One of the questions students in a graduate course I teach called “Writing Educational Research” is: What is the difference between a manuscript and an article?
The simplest way to understand it is this:
Manuscript = Written paper pre-publication
Article = Written paper that has been published
Now, scholars love to debate and I’m quite sure that there are academics out there who would delight in a robust debate on this topic. I agree that my definition may be simplistic. My purpose here is not to be reductionist, but rather to demystify the publication process for graduate students and novice researchers.

Examples of manuscripts include:
- Drafts
- Writing-in-progress
- Work submitted to a publisher that is under review or not yet published
- Term papers or elements of your thesis that you are crafting for submission to a journal.
The term “article” usually refers to work published in:
- Newsletters
- Professional publications
- Edited journals
- Peer-reviewed scholarly or scientific journals
If you are looking at publishing your work in the proceedings of a conference, refer to it as a manuscript until the proceedings have been released.
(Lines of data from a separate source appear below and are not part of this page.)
use chrono::NaiveDate;
use rand::rngs::StdRng;
use rand::SeedableRng;
use sales_pulse_lib::generator::{GenerationCounts, SyntheticDataGenerator};
use sales_pulse_lib::kpi::KpiCalculator;
use sales_pulse_lib::models::{KpiValue, Stage};
use sales_pulse_lib::orchestrator::Orchestrator;
use sales_pulse_lib::quality::check_records;
use sales_pulse_lib::render_dashboard;
use sales_pulse_lib::settings::{DashboardSettings, OutputFormat};

fn today() -> NaiveDate {
    NaiveDate::from_ymd_opt(2025, 2, 14).expect("valid date")
}

#[test]
fn html_dashboard_is_written_to_file() {
    let dir = tempfile::tempdir().expect("temp dir");
    let output = dir.path().join("dashboard.html");
    let settings = DashboardSettings {
        seed: Some(123),
        ..DashboardSettings::default()
    };

    render_dashboard(&settings, Some(&output)).expect("render dashboard");

    let html = std::fs::read_to_string(&output).expect("read dashboard");
    for section in [
        "Sales Performance",
        "Pipeline Health",
        "Stage Conversion",
        "Lead Generation",
        "Financial Metrics",
        "Show Raw Data",
    ] {
        assert!(html.contains(section), "missing section {section}");
    }
    assert!(html.contains("L1000"));
    assert!(html.contains("D3029"));
}

#[test]
fn json_dashboard_exposes_kpi_mapping_and_forecast() {
    let dir = tempfile::tempdir().expect("temp dir");
    let output = dir.path().join("dashboard.json");
    let settings = DashboardSettings {
        seed: Some(7),
        output_format: OutputFormat::Json,
        lead_count: 10,
        ..DashboardSettings::default()
    };

    render_dashboard(&settings, Some(&output)).expect("render dashboard");

    let raw = std::fs::read_to_string(&output).expect("read dashboard");
    let parsed: serde_json::Value = serde_json::from_str(&raw).expect("valid json");
    let kpis = parsed["kpis"].as_object().expect("kpi mapping");
    for name in [
        "monthly_revenue",
        "average_deal_size",
        "win_rate",
        "sales_cycle_days",
        "quota_attainment",
        "pipeline_value",
        "pipeline_velocity",
        "forecast_accuracy",
        "stage_conversion",
        "coverage_ratio",
        "lead_conversion_rate",
        "cost_per_lead",
        "mql_to_sql",
        "website_conversion",
        "cac",
    ] {
        assert!(kpis.contains_key(name), "missing metric {name}");
    }
    assert!(parsed["forecast"]["next_30d_revenue"].is_number());
    assert!(parsed["forecast"]["next_30d_leads"].is_i64());
}

#[test]
fn generated_kpis_follow_their_definitions() {
    let dataset = SyntheticDataGenerator::from_seed(31, today()).generate_dataset(GenerationCounts::default());
    let report = KpiCalculator::new().calculate(&dataset, &mut StdRng::seed_from_u64(31));
    let computed = report.computed;

    let open_total: f64 = dataset
        .opportunities
        .iter()
        .filter(|opportunity| opportunity.stage.is_open())
        .map(|opportunity| opportunity.amount)
        .sum();
    assert_eq!(computed.pipeline_value, open_total);
    assert!((computed.pipeline_velocity - open_total * 0.7 / 30.0).abs() < 1e-9);
    if open_total > 0.0 {
        assert_eq!(computed.coverage_ratio, open_total / 100_000.0);
    }
    assert!((0.0..=100.0).contains(&computed.win_rate));
    assert!((0.0..=100.0).contains(&computed.lead_conversion_rate));

    let mapping = report.to_mapping();
    match &mapping["stage_conversion"] {
        KpiValue::Nested(rates) => {
            let expected = Stage::CONVERSION_TRACKED
                .iter()
                .map(|stage| stage.as_str().to_string())
                .collect::<Vec<_>>();
            let mut actual = rates.keys().cloned().collect::<Vec<_>>();
            actual.sort();
            let mut expected_sorted = expected;
            expected_sorted.sort();
            assert_eq!(actual, expected_sorted);
        }
        other => panic!("stage_conversion should be nested, got {other:?}"),
    }
}

#[test]
fn references_are_lookup_or_absent() {
    let counts = GenerationCounts {
        leads: 3,
        opportunities: 20,
        closed_deals: 20,
    };
    let view = Orchestrator::new(StdRng::seed_from_u64(77), today(), counts).build_view();
    let dataset = &view.dataset;
    assert!(dataset.lead("L1000").is_some());
    assert!(dataset.lead("L1003").is_none());
    let dangling = dataset
        .opportunities
        .iter()
        .filter(|opportunity| dataset.lead(&opportunity.lead_id).is_none())
        .count();
    let resolved = dataset.opportunities.len() - dangling;
    assert_eq!(
        resolved,
        dataset
            .opportunities
            .iter()
            .filter(|opportunity| ["L1000", "L1001", "L1002"].contains(&opportunity.lead_id.as_str()))
            .count()
    );

    assert!(dataset.opportunity("O2000").is_some());
    assert!(dataset.opportunity("O2020").is_none());
    for deal in &dataset.closed_deals {
        let number: usize = deal.opportunity_id[1..].parse().expect("numeric opportunity ref");
        match dataset.opportunity(&deal.opportunity_id) {
            Some(opportunity) => {
                assert!(number < 2020);
                assert_eq!(opportunity.id, deal.opportunity_id);
            }
            None => assert!(number >= 2020),
        }
    }
}

#[test]
fn quality_check_flags_hand_built_null_record() {
    let rows = vec![
        serde_json::json!({"id": "D3000", "amount": 1200.0, "status": "Closed Won"}),
        serde_json::json!({"id": "D3001", "amount": null, "status": "Closed Lost"}),
    ];
    let issues = check_records("closed_deals", &rows);
    assert_eq!(issues.len(), 1);
    assert!(issues[0].to_string().contains("D3001"));
}
pub mod errors;
pub mod forecast;
pub mod generator;
pub mod kpi;
pub mod models;
pub mod orchestrator;
pub mod quality;
pub mod render;
pub mod settings;

use crate::orchestrator::Orchestrator;
use crate::render::{DashboardRenderer, HtmlRenderer, JsonRenderer};
use crate::settings::{DashboardSettings, OutputFormat, SettingsOverrides};
use anyhow::Context;
use clap::Parser;
use std::io::Write;
use std::path::{Path, PathBuf};
use tracing_appender::non_blocking::WorkerGuard;

static LOG_GUARD: std::sync::OnceLock<WorkerGuard> = std::sync::OnceLock::new();

#[derive(Debug, Parser)]
#[command(name = "sales-pulse")]
#[command(author, version, about = "Synthetic sales KPI dashboard")]
pub struct Cli {
    /// Settings file (.json, .yaml or .yml)
    #[arg(short, long)]
    pub config: Option<PathBuf>,

    /// Seed for reproducible output
    #[arg(long)]
    pub seed: Option<u64>,

    #[arg(short, long, value_enum)]
    pub format: Option<OutputFormat>,

    /// Write the dashboard here instead of stdout
    #[arg(short, long)]
    pub output: Option<PathBuf>,

    #[arg(long)]
    pub leads: Option<usize>,

    #[arg(long)]
    pub opportunities: Option<usize>,

    #[arg(long)]
    pub closed_deals: Option<usize>,

    /// Directory for daily-rolling JSON logs
    #[arg(long)]
    pub log_dir: Option<PathBuf>,
}

impl Cli {
    pub fn resolve_settings(&self) -> anyhow::Result<DashboardSettings> {
        let base = match &self.config {
            Some(path) => DashboardSettings::load(path)
                .with_context(|| format!("loading settings from {}", path.display()))?,
            None => DashboardSettings::default(),
        };
        Ok(base.apply_overrides(SettingsOverrides {
            lead_count: self.leads,
            opportunity_count: self.opportunities,
            closed_deal_count: self.closed_deals,
            seed: self.seed,
            output_format: self.format,
            log_dir: self.log_dir.clone(),
        }))
    }
}

pub fn run() -> anyhow::Result<()> {
    let cli = Cli::parse();
    let settings = cli.resolve_settings()?;
    if let Err(error) = init_tracing(settings.log_dir.as_deref()) {
        eprintln!("tracing disabled: {}", error);
    }
    render_dashboard(&settings, cli.output.as_deref())
}

/// Runs the pipeline once and writes the dashboard to `output` or stdout.
pub fn render_dashboard(settings: &DashboardSettings, output: Option<&Path>) -> anyhow::Result<()> {
    tracing::info!(
        leads = settings.lead_count,
        opportunities = settings.opportunity_count,
        closed_deals = settings.closed_deal_count,
        seeded = settings.seed.is_some(),
        format = ?settings.output_format,
        "starting dashboard run"
    );

    let writer: Box<dyn Write> = match output {
        Some(path) => Box::new(
            std::fs::File::create(path).with_context(|| format!("creating {}", path.display()))?,
        ),
        None => Box::new(std::io::stdout().lock()),
    };
    let mut renderer: Box<dyn DashboardRenderer> = match settings.output_format {
        OutputFormat::Html => Box::new(HtmlRenderer::new(writer)),
        OutputFormat::Json => Box::new(JsonRenderer::new(writer)),
    };

    let view = Orchestrator::from_settings(settings).run(renderer.as_mut())?;
    if !view.quality_issues.is_empty() {
        tracing::warn!(count = view.quality_issues.len(), "dashboard rendered with data quality issues");
    }
    Ok(())
}

fn init_tracing(log_dir: Option<&Path>) -> Result<(), String> {
    let filter = tracing_subscriber::EnvFilter::try_from_default_env()
        .unwrap_or_else(|_| tracing_subscriber::EnvFilter::new("info"));

    match log_dir {
        Some(log_dir) => {
            std::fs::create_dir_all(log_dir).map_err(|error| error.to_string())?;
            let file_appender = tracing_appender::rolling::daily(log_dir, "sales-pulse.log");
            let (non_blocking, guard) = tracing_appender::non_blocking(file_appender);
            let _ = LOG_GUARD.set(guard);

            tracing_subscriber::fmt()
                .with_env_filter(filter)
                .json()
                .with_writer(non_blocking)
                .try_init()
                .map_err(|error| error.to_string())
        }
        None => tracing_subscriber::fmt()
            .with_env_filter(filter)
            .compact()
            .with_writer(std::io::stderr)
            .try_init()
            .map_err(|error| error.to_string()),
    }
}
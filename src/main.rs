fn main() -> anyhow::Result<()> {
    sales_pulse_lib::run()
}
//! KPI aggregation over a [`SalesDataset`].
//!
//! Computed metrics are pure reductions over the records. Simulated metrics
//! are stand-ins drawn from fixed ranges and carry no information about the
//! dataset; they live in [`SimulatedKpis`] so callers cannot mix them up.

use crate::models::{ComputedKpis, DealStatus, KpiReport, LeadStatus, SalesDataset, SimulatedKpis, Stage};
use rand::Rng;
use std::ops::RangeInclusive;

/// Share of the open pipeline expected to close.
const PIPELINE_CLOSE_RATE: f64 = 0.7;
const PIPELINE_WINDOW_DAYS: f64 = 30.0;
const COVERAGE_TARGET: f64 = 100_000.0;

const SALES_CYCLE_DAYS: RangeInclusive<f64> = 14.0..=45.0;
const QUOTA_ATTAINMENT: RangeInclusive<f64> = 70.0..=120.0;
const FORECAST_ACCURACY: RangeInclusive<f64> = 80.0..=95.0;
const STAGE_CONVERSION: RangeInclusive<f64> = 0.2..=0.8;
const COST_PER_LEAD: RangeInclusive<f64> = 50.0..=200.0;
const MQL_TO_SQL: RangeInclusive<f64> = 20.0..=50.0;
const WEBSITE_CONVERSION: RangeInclusive<f64> = 1.0..=5.0;
const CAC: RangeInclusive<f64> = 500.0..=2000.0;

#[derive(Debug, Default, Clone, Copy)]
pub struct KpiCalculator;

impl KpiCalculator {
    pub fn new() -> Self {
        Self
    }

    pub fn calculate<R: Rng>(&self, dataset: &SalesDataset, rng: &mut R) -> KpiReport {
        KpiReport {
            computed: self.compute(dataset),
            simulated: self.simulate(rng),
        }
    }

    pub fn compute(&self, dataset: &SalesDataset) -> ComputedKpis {
        let won_amounts = dataset
            .closed_deals
            .iter()
            .filter(|deal| deal.status == DealStatus::ClosedWon)
            .map(|deal| deal.amount)
            .collect::<Vec<_>>();
        let lost_count = dataset
            .closed_deals
            .iter()
            .filter(|deal| deal.status == DealStatus::ClosedLost)
            .count();

        let monthly_revenue: f64 = won_amounts.iter().sum();
        let average_deal_size = ratio(monthly_revenue, won_amounts.len());
        let win_rate = ratio(won_amounts.len() as f64, won_amounts.len() + lost_count) * 100.0;

        let open_amounts = dataset
            .opportunities
            .iter()
            .filter(|opportunity| opportunity.stage.is_open())
            .map(|opportunity| opportunity.amount)
            .collect::<Vec<_>>();
        let pipeline_value: f64 = open_amounts.iter().sum();
        let coverage_ratio = if open_amounts.is_empty() {
            0.0
        } else {
            pipeline_value / COVERAGE_TARGET
        };

        let qualified_leads = dataset
            .leads
            .iter()
            .filter(|lead| lead.status == LeadStatus::Qualified)
            .count();

        ComputedKpis {
            monthly_revenue,
            average_deal_size,
            win_rate,
            pipeline_value,
            pipeline_velocity: pipeline_value * PIPELINE_CLOSE_RATE / PIPELINE_WINDOW_DAYS,
            coverage_ratio,
            lead_conversion_rate: ratio(qualified_leads as f64, dataset.leads.len()) * 100.0,
        }
    }

    pub fn simulate<R: Rng>(&self, rng: &mut R) -> SimulatedKpis {
        SimulatedKpis {
            sales_cycle_days: rng.random_range(SALES_CYCLE_DAYS),
            quota_attainment: rng.random_range(QUOTA_ATTAINMENT),
            forecast_accuracy: rng.random_range(FORECAST_ACCURACY),
            stage_conversion: Stage::CONVERSION_TRACKED
                .iter()
                .map(|stage| (*stage, rng.random_range(STAGE_CONVERSION)))
                .collect(),
            cost_per_lead: rng.random_range(COST_PER_LEAD),
            mql_to_sql: rng.random_range(MQL_TO_SQL),
            website_conversion: rng.random_range(WEBSITE_CONVERSION),
            cac: rng.random_range(CAC),
        }
    }
}

/// `numerator / count`, or 0 when `count` is 0.
fn ratio(numerator: f64, count: usize) -> f64 {
    if count == 0 {
        return 0.0;
    }
    numerator / count as f64
}
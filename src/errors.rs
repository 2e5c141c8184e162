use thiserror::Error;

#[derive(Debug, Error)]
pub enum AppError {
    #[error("CONFIG_INVALID: {0}")]
    Config(String),
    #[error("IO_FAILURE: {0}")]
    Io(String),
    #[error("RENDER_FAILED: {0}")]
    Render(String),
    #[error("INTERNAL: {0}")]
    Internal(String),
}

impl From<std::io::Error> for AppError {
    fn from(value: std::io::Error) -> Self {
        Self::Io(value.to_string())
    }
}

impl From<serde_json::Error> for AppError {
    fn from(value: serde_json::Error) -> Self {
        Self::Internal(value.to_string())
    }
}

impl From<serde_yaml::Error> for AppError {
    fn from(value: serde_yaml::Error) -> Self {
        Self::Config(value.to_string())
    }
}

impl From<anyhow::Error> for AppError {
    fn from(value: anyhow::Error) -> Self {
        Self::Internal(value.to_string())
    }
}

pub type AppResult<T> = Result<T, AppError>;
There can be a delay between when your work is accepted for publication and when it actually appears in print. During this phase, you can call your work a “pre-publication article” or an “article in press”. At this point, you can call it an article because it has been accepted for publication.
Graduate students and novice researchers and scholars present themselves as uninformed and inexperienced when they run around referring to term papers and drafts of their work as “articles”, when the work has not yet been published. You will present yourself as more humble and knowledgeable about the publication process when you refer to your own work as a manuscript when it is in the pre-publication phase.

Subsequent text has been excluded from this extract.